İktidarın HDP ve bileşenlerine karşı sürekli gündeme getirdiği ‘Kobanê eylemleri’ hakkında HDP’nin verdiği araştırma önergesi, AKP-MHP oylarıyla 10’uncu kez reddedildi
Halkların Demokratik Partisi (HDP), 6-8 Ekim 2014 tarihinde gerçekleşen Kobanê eylemleri sırasında yaşananların öncesi ve sonrasının araştırılması, idari ve siyasi sorumluların kamuoyu önünde topluma hesap vermesi ve o süreçte yaşanan karanlık olayların siyasi arka planının açığa çıkarılması amacıyla Meclis araştırması istedi. Genel Kurul’da oylamaya sunulan önergenin gerekçesinde, Kobanê eylemleriyle ilgili etkin bir soruşturma yapılmadığı ve aydınlatılmadığı için kutuplaştırma siyasetinin manivelası olarak kullanıldığı belirtildi.
Kobanê eylemlerinin 25 Eylül’de başlatıldığı hatırlatılan önergede, “Eylül ayının sonlarına doğru kuşatmanın büyüdüğü haberlerini duyan insanlar Ekim aynın başından itibaren Türkiye’nin hemen her ilinde sokağa çıktı, çok sayıda sivil toplum ve insan hakları örgütü basın açıklaması yapmaya başladı. Gelişmeler endişe ile izleniyordu. Endişe içinde katliamı önlemeye çalışan HDP yetkilileri de başta dönemin Başbakanı Ahmet Davutoğlu olmak üzere iktidarın temsilcileriyle çok sayıda diplomatik görüşme gerçekleştirdi. Bu görüşmelerde insani yardım koridoru açılması talep edilen konuların başında geliyordu” denildi.

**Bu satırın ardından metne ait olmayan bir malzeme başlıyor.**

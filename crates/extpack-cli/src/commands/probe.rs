//! `extpack probe`: report which manifest features a project would enable

use anyhow::{Context, Result};
use clap::Args;
use colored::Colorize;
use extpack_config::Config;
use extpack_manifest::assembler::contents_files;
use extpack_manifest::{Feature, LayoutProbe, ProjectLayout};
use std::path::{Path, PathBuf};

use super::build::project_paths;
use crate::GlobalOpts;

#[derive(Args, Debug, Clone)]
pub struct ProbeArgs {
    /// Extension project directory
    #[arg(default_value = ".")]
    pub project_dir: PathBuf,

    /// Source directory, relative to the project (default: src/ when present)
    #[arg(long)]
    pub src_dir: Option<PathBuf>,
}

/// Probe results for one project, without any side effects
#[derive(Debug, Clone)]
pub struct ProbeReport {
    pub source_dir: PathBuf,
    pub probe: LayoutProbe,
    /// Files in the contents directory, sorted
    pub contents: Vec<PathBuf>,
}

impl ProbeReport {
    pub async fn collect(source_dir: &Path) -> Result<Self> {
        let layout = ProjectLayout::conventional(source_dir);
        let probe = LayoutProbe::run(&layout).await?;
        let mut contents = if probe.has_contents_directory {
            contents_files(&layout.contents_directory).await?
        } else {
            Vec::new()
        };
        contents.sort();

        Ok(ProbeReport {
            source_dir: source_dir.to_path_buf(),
            probe,
            contents,
        })
    }

    /// `(label, value)` rows; `None` marks an absent entry
    pub fn rows(&self) -> Vec<(&'static str, Option<String>)> {
        let mut rows: Vec<(&'static str, Option<String>)> = Feature::ALL
            .iter()
            .map(|feature| {
                let enabled = self.probe.toggles.get(*feature);
                (feature.name(), enabled.then(|| "enabled".to_string()))
            })
            .collect();

        rows.push(("content", self.probe.content.winner().map(|p| self.relative(p))));
        rows.push((
            "background",
            self.probe.background.winner().map(|p| self.relative(p)),
        ));

        let contents = (!self.contents.is_empty()).then(|| {
            self.contents
                .iter()
                .map(|p| self.relative(p))
                .collect::<Vec<_>>()
                .join(", ")
        });
        rows.push(("contents", contents));
        rows
    }

    fn relative(&self, path: &Path) -> String {
        let source_dir = self
            .source_dir
            .canonicalize()
            .unwrap_or_else(|_| self.source_dir.clone());
        path.strip_prefix(&self.source_dir)
            .or_else(|_| path.strip_prefix(&source_dir))
            .unwrap_or(path)
            .display()
            .to_string()
    }
}

pub async fn handle_probe(args: ProbeArgs, opts: &GlobalOpts) -> Result<()> {
    let config = Config::load().context("Failed to load config")?;
    let options = config.build_options(None, None);
    let common = project_paths(
        &args.project_dir,
        &options,
        args.src_dir.as_deref(),
        None,
        &config,
    )
    .await?;

    let report = ProbeReport::collect(&common.source_dir)
        .await
        .with_context(|| format!("Failed to probe {}", common.project_dir.display()))?;

    if opts.no_stdout {
        return Ok(());
    }
    println!(
        "{} {}",
        "Source:".bold().green(),
        report.source_dir.display()
    );
    for (label, value) in report.rows() {
        match value {
            Some(value) => println!("  {}: {}", label.cyan(), value),
            None => println!("  {}: {}", label.cyan(), "-".dimmed()),
        }
    }
    Ok(())
}

#[cfg(test)]
mod tests {
    use super::*;
    use std::fs;
    use tempfile::TempDir;

    fn touch(dir: &Path, name: &str) {
        let path = dir.join(name);
        if let Some(parent) = path.parent() {
            let _ = fs::create_dir_all(parent);
        }
        let _ = fs::write(path, "");
    }

    #[tokio::test]
    async fn test_probe_report_rows() {
        let Ok(temp_dir) = TempDir::new() else {
            return;
        };
        let dir = temp_dir.path();
        touch(dir, "popup.tsx");
        touch(dir, "background/index.ts");
        touch(dir, "contents/b.ts");
        touch(dir, "contents/a.ts");

        let Ok(report) = ProbeReport::collect(dir).await else {
            panic!("probe failed");
        };
        let rows = report.rows();
        assert_eq!(rows[0], ("popup", Some("enabled".to_string())));
        assert_eq!(rows[1], ("options", None));
        assert_eq!(rows[4], ("content", None));
        assert_eq!(
            rows[5],
            ("background", Some(Path::new("background").join("index.ts").display().to_string()))
        );
        assert_eq!(
            rows[6],
            (
                "contents",
                Some(format!(
                    "{}, {}",
                    Path::new("contents").join("a.ts").display(),
                    Path::new("contents").join("b.ts").display()
                ))
            )
        );
    }

    #[tokio::test]
    async fn test_probe_writes_nothing() {
        let Ok(temp_dir) = TempDir::new() else {
            return;
        };
        let dir = temp_dir.path();
        touch(dir, "options/index.jsx");

        let report = ProbeReport::collect(dir).await;
        assert!(report.is_ok_and(|r| r.probe.toggles.options));
        assert!(!dir.join(".extpack").exists());
        assert!(!dir.join("build").exists());
    }
}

‘Kobanê düştü, düşüyor sözü halkta paniğe neden oldu’
HDP ve AKP yetkilileri arasında gerçekleşen görüşmelerden de sonuç çıkmadığına vurgu yapılan önergede, şu ifadeler yer aldı: “HDP; başarılması halinde tarihin göreceği büyük katliamlardan biri olacağı konuşulan Kobani kuşatmasına yönelik Türkiye halklarını demokratik protesto ve dayanışma gösterilerine davet etti. HDP 6 Ekim 2014’te çağrı yaptığında, anayasal hak olan demokratik protestolar çeşitli illerde devam ediyordu ve herhangi bir olumsuz olay yaşanmamıştı. Olaysız protestolar gün boyu gerçekleşti. Ertesi gün, 7 Ekim 2014’de, Cumhurbaşkanı Erdoğan’ın Antep’te yaptığı konuşmada geçen ‘Kobani düştü, düşüyor’ ifadeleri maalesef halkta panik ve korkunun büyümesine neden oldu. 9 Ekim’de İmralı’dan gelen el yazısı notun hükümet yetkililerince Sırrı Süreyya Önder’e verilmesi ve aynı gün Diyarbakır’da HDP eski Eş Genel Başkanı Demirtaş tarafından okunmasıyla olaylar yavaşlayarak son buldu. HDP bu bağlamda provokasyonların son bulması için elinden gelen çabayı ortaya koydu.”
Süreç karanlığa mahkum edilmiştir
Önergenin devamında şunlar kaydedildi: “Yaşanan olaylarda kadın ve çocuklar dahil olmak üzere bir çok kişinin öldürülme nedeni açık ve netken, bir çok vaka için herhangi bir soruşturma veya hukuki işlem yapılmamış, bir çok olayın üstü örtülmüştür. Böyle olunca, 15 Temmuz’da darbeye kalkışanların, Kobani olayları döneminde de vali, komutan, emniyet müdürü, savcı, hakim olarak görevde bulunan bürokratların o süreçte yaşanan katliam ve provokasyonlarda payları olup olmadığı karanlıkta kalmıştır.”
Oylamaya sunulan önerge, daha önce verilen 9 önergede olduğu gibi, AKP-MHP oylarıyla reddedildi.